J.R. Simplot Company to Reduce Emissions at Sulfuric Acid Plants in Three States

Contact Information: 
Julia P. Valentine News media only (valentine.julia@epa.gov)
202-564-2663, 202-564-4355

WASHINGTON -- The U.S. Environmental Protection Agency (EPA) and U.S. Department of Justice (DOJ) today announced a settlement with the J.R. Simplot Company that resolves alleged Clean Air Act violations related to modifications made at Simplot's five sulfuric acid plants near Lathrop, Calif., Pocatello, Idaho and Rock Springs, Wyo. Under the settlement, Simplot will spend an estimated $42 million to install, upgrade and operate pollution controls that will significantly cut sulfur dioxide (SO2) emissions at all five plants, fund a wood stove replacement project in the area surrounding the Lathrop plant, and pay an $899,000 civil penalty.

In addition to the pollution controls, Simplot will implement a plan to monitor SO2 emissions continuously at all five plants. Additionally, Simplot will spend $200,000 on a wood stove replacement mitigation project in the San Joaquin Valley, the location of Simplot's Lathrop facility, to reduce emissions of fine particulate matter (PM2.5), as well as emissions of volatile organic compounds (VOCs), carbon monoxide (CO), and hazardous air pollutants (HAPs). Once fully implemented, the settlement will reduce SO2 emissions from Simplot's five sulfuric acid plants by more than 50 percent for approximately 2,540 tons per year of reductions.

"This settlement helps address public health risks for local communities in California, Idaho and Wyoming, and furthers EPA's commitment to reduce harmful air pollution from the largest sources," said Cynthia Giles, assistant administrator for EPA's Office of Enforcement and Compliance Assurance. "The system-wide pollution controls Simplot will install will significantly reduce sulfur dioxide emissions, which can cause serious respiratory problems and exacerbate asthma."
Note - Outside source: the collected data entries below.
use std::collections::{HashMap, HashSet};

use diesel::prelude::*;
use diesel::sqlite::{Sqlite, SqliteConnection};

use crate::domain::cookie::{Cookie, CookieItem, CookieTranslation, NewCookie};
use crate::domain::translation::Translations;
use crate::domain::types::{CookieId, CookieItemId, TechnicalName};
use crate::models::category::Category as DbCategory;
use crate::models::cookie::{
    Cookie as DbCookie, CookieItem as DbCookieItem,
    CookieItemTranslation as DbCookieItemTranslation, CookieTranslation as DbCookieTranslation,
    NewCookie as DbNewCookie, NewCookieItem as DbNewCookieItem,
    NewCookieItemTranslation as DbNewCookieItemTranslation,
    NewCookieTranslation as DbNewCookieTranslation,
};
use crate::repository::{
    CookieListQuery, CookieReader, CookieWriter, DieselRepository, RepositoryError,
    RepositoryResult,
};

fn hydrate_items(
    conn: &mut SqliteConnection,
    rows: Vec<DbCookieItem>,
) -> RepositoryResult<Vec<CookieItem>> {
    let translations = DbCookieItemTranslation::belonging_to(&rows)
        .select(DbCookieItemTranslation::as_select())
        .load::<DbCookieItemTranslation>(conn)?
        .grouped_by(&rows);

    rows.into_iter()
        .zip(translations)
        .map(|pair| Ok(CookieItem::try_from(pair)?))
        .collect()
}

/// Attach translations and items to loaded cookie rows, keeping row order.
fn hydrate(conn: &mut SqliteConnection, rows: Vec<DbCookie>) -> RepositoryResult<Vec<Cookie>> {
    use crate::schema::cookie_items;

    let translations = DbCookieTranslation::belonging_to(&rows)
        .select(DbCookieTranslation::as_select())
        .load::<DbCookieTranslation>(conn)?
        .grouped_by(&rows);

    let item_rows = DbCookieItem::belonging_to(&rows)
        .select(DbCookieItem::as_select())
        .order((cookie_items::position.asc(), cookie_items::id.asc()))
        .load::<DbCookieItem>(conn)?;
    let owners: Vec<i32> = item_rows.iter().map(|item| item.cookie_id).collect();

    let mut items_by_cookie: HashMap<i32, Vec<CookieItem>> = HashMap::new();
    for (cookie_id, item) in owners.into_iter().zip(hydrate_items(conn, item_rows)?) {
        items_by_cookie.entry(cookie_id).or_default().push(item);
    }

    rows.into_iter()
        .zip(translations)
        .map(|(row, translations)| {
            let items = items_by_cookie.remove(&row.id).unwrap_or_default();
            Ok(Cookie::try_from((row, translations, items))?)
        })
        .collect()
}

pub(crate) fn load_cookie(conn: &mut SqliteConnection, id: i32) -> RepositoryResult<Option<Cookie>> {
    use crate::schema::cookies;

    let row = cookies::table.find(id).first::<DbCookie>(conn).optional()?;
    Ok(hydrate(conn, row.into_iter().collect())?.pop())
}

fn upsert_translations(
    conn: &mut SqliteConnection,
    cookie_id: i32,
    translations: &Translations<CookieTranslation>,
) -> RepositoryResult<()> {
    use crate::schema::cookie_translations as t;

    for (locale, translation) in translations.iter() {
        let row = DbNewCookieTranslation::new(cookie_id, locale, translation);
        diesel::insert_into(t::table)
            .values(&row)
            .on_conflict((t::cookie_id, t::locale))
            .do_update()
            .set(&row)
            .execute(conn)?;
    }
    Ok(())
}

fn upsert_item_translations(
    conn: &mut SqliteConnection,
    item_id: i32,
    item: &CookieItem,
) -> RepositoryResult<()> {
    use crate::schema::cookie_item_translations as t;

    for (locale, translation) in item.translations.iter() {
        let row = DbNewCookieItemTranslation::new(item_id, locale, translation);
        diesel::insert_into(t::table)
            .values(&row)
            .on_conflict((t::cookie_item_id, t::locale))
            .do_update()
            .set(&row)
            .execute(conn)?;
    }
    Ok(())
}

fn insert_item(conn: &mut SqliteConnection, cookie_id: i32, item: &CookieItem) -> RepositoryResult<()> {
    use crate::schema::cookie_items;

    let item_id = diesel::insert_into(cookie_items::table)
        .values(&DbNewCookieItem::new(cookie_id, item))
        .returning(cookie_items::id)
        .get_result::<i32>(conn)?;
    upsert_item_translations(conn, item_id, item)
}

fn update_item(
    conn: &mut SqliteConnection,
    cookie_id: i32,
    item_id: i32,
    item: &CookieItem,
) -> RepositoryResult<()> {
    use crate::schema::cookie_items;

    let affected = diesel::update(
        cookie_items::table
            .filter(cookie_items::id.eq(item_id))
            .filter(cookie_items::cookie_id.eq(cookie_id)),
    )
    .set(&DbNewCookieItem::new(cookie_id, item))
    .execute(conn)?;
    if affected == 0 {
        return Err(RepositoryError::NotFound);
    }
    upsert_item_translations(conn, item_id, item)
}

fn delete_items(conn: &mut SqliteConnection, item_ids: &[i32]) -> RepositoryResult<usize> {
    use crate::schema::{cookie_item_translations, cookie_items};

    if item_ids.is_empty() {
        return Ok(0);
    }
    diesel::delete(
        cookie_item_translations::table
            .filter(cookie_item_translations::cookie_item_id.eq_any(item_ids)),
    )
    .execute(conn)?;
    Ok(diesel::delete(cookie_items::table.filter(cookie_items::id.eq_any(item_ids))).execute(conn)?)
}

/// Delete the given cookies with their items and translations.
pub(crate) fn delete_cookies(
    conn: &mut SqliteConnection,
    cookie_ids: &[i32],
) -> RepositoryResult<usize> {
    use crate::schema::{cookie_items, cookie_translations, cookies};

    if cookie_ids.is_empty() {
        return Ok(0);
    }
    let item_ids: Vec<i32> = cookie_items::table
        .filter(cookie_items::cookie_id.eq_any(cookie_ids))
        .select(cookie_items::id)
        .load(conn)?;
    delete_items(conn, &item_ids)?;

    diesel::delete(cookie_translations::table.filter(cookie_translations::cookie_id.eq_any(cookie_ids)))
        .execute(conn)?;
    Ok(diesel::delete(cookies::table.filter(cookies::id.eq_any(cookie_ids))).execute(conn)?)
}

pub(crate) fn insert_cookie(conn: &mut SqliteConnection, cookie: &NewCookie) -> RepositoryResult<Cookie> {
    use crate::schema::cookies;

    let row = diesel::insert_into(cookies::table)
        .values(&DbNewCookie::from(cookie))
        .returning(DbCookie::as_returning())
        .get_result(conn)?;

    upsert_translations(conn, row.id, &cookie.translations)?;
    for item in &cookie.items {
        insert_item(conn, row.id, item)?;
    }
    load_cookie(conn, row.id)?.ok_or(RepositoryError::NotFound)
}

pub(crate) fn save_cookie(conn: &mut SqliteConnection, cookie: &Cookie) -> RepositoryResult<Cookie> {
    use crate::schema::{cookie_items, cookies};

    let id = cookie.id.get();
    let affected = diesel::update(cookies::table.find(id))
        .set(&DbNewCookie::from(cookie))
        .execute(conn)?;
    if affected == 0 {
        return Err(RepositoryError::NotFound);
    }
    upsert_translations(conn, id, &cookie.translations)?;

    // Removals go first so a re-created item may reuse a freed name.
    let kept: HashSet<i32> = cookie
        .items
        .iter()
        .filter_map(|item| item.id.map(CookieItemId::get))
        .collect();
    let removed: Vec<i32> = cookie_items::table
        .filter(cookie_items::cookie_id.eq(id))
        .select(cookie_items::id)
        .load::<i32>(conn)?
        .into_iter()
        .filter(|item_id| !kept.contains(item_id))
        .collect();
    delete_items(conn, &removed)?;

    for item in cookie.items.iter().filter(|item| item.id.is_some()) {
        if let Some(item_id) = item.id {
            update_item(conn, id, item_id.get(), item)?;
        }
    }
    for item in cookie.items.iter().filter(|item| item.id.is_none()) {
        insert_item(conn, id, item)?;
    }

    load_cookie(conn, id)?.ok_or(RepositoryError::NotFound)
}

impl CookieReader for DieselRepository {
    fn list_cookies(&self, query: CookieListQuery) -> RepositoryResult<Vec<Cookie>> {
        use crate::schema::{cookie_categories, cookies};

        let mut conn = self.conn()?;

        let mut items = cookies::table
            .inner_join(cookie_categories::table)
            .into_boxed::<Sqlite>();
        if query.active_only {
            items = items
                .filter(cookies::active.eq(true))
                .filter(cookie_categories::active.eq(true));
        }
        if let Some(category_id) = query.category_id {
            items = items.filter(cookies::category_id.eq(category_id.get()));
        }

        let rows = items
            .order((
                cookie_categories::position.asc(),
                cookies::position.asc(),
                cookies::id.asc(),
            ))
            .load::<(DbCookie, DbCategory)>(&mut conn)?
            .into_iter()
            .map(|(cookie, _)| cookie)
            .collect();

        hydrate(&mut conn, rows)
    }

    fn get_cookie_by_id(&self, id: CookieId) -> RepositoryResult<Option<Cookie>> {
        let mut conn = self.conn()?;
        load_cookie(&mut conn, id.get())
    }

    fn get_cookie_by_technical_name(
        &self,
        technical_name: &TechnicalName,
    ) -> RepositoryResult<Option<Cookie>> {
        use crate::schema::cookies;

        let mut conn = self.conn()?;

        let row = cookies::table
            .filter(cookies::technical_name.eq(technical_name.as_str()))
            .first::<DbCookie>(&mut conn)
            .optional()?;

        Ok(hydrate(&mut conn, row.into_iter().collect())?.pop())
    }
}

impl CookieWriter for DieselRepository {
    fn create_cookie(&self, cookie: &NewCookie) -> RepositoryResult<Cookie> {
        let mut conn = self.conn()?;
        conn.transaction(|conn| insert_cookie(conn, cookie))
    }

    fn update_cookie(&self, cookie: &Cookie) -> RepositoryResult<Cookie> {
        let mut conn = self.conn()?;
        conn.transaction(|conn| save_cookie(conn, cookie))
    }

    fn delete_cookie(&self, id: CookieId) -> RepositoryResult<usize> {
        let mut conn = self.conn()?;
        conn.transaction(|conn| delete_cookies(conn, &[id.get()]))
    }
}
"Under this proposed settlement, Simplot must upgrade its pollution controls and cut harmful air pollution in half at its acid plants, bringing lasting benefits to communities in three states," said Principal Deputy Assistant Attorney General Sam Hirsch for the Justice Department's Environment and Natural Resources Division. "The Justice Department will continue to vigorously enforce the Clean Air Act, which protects public health and air quality for Americans each and every day."

"The people of southeastern Idaho will receive significant benefits from the cleaner air and better health produced by this settlement," said Wendy J. Olson, U.S. Attorney for Idaho. "I am pleased that the federal government and the J.R. Simplot Company are able to reach this agreement that serves Idahoans so well."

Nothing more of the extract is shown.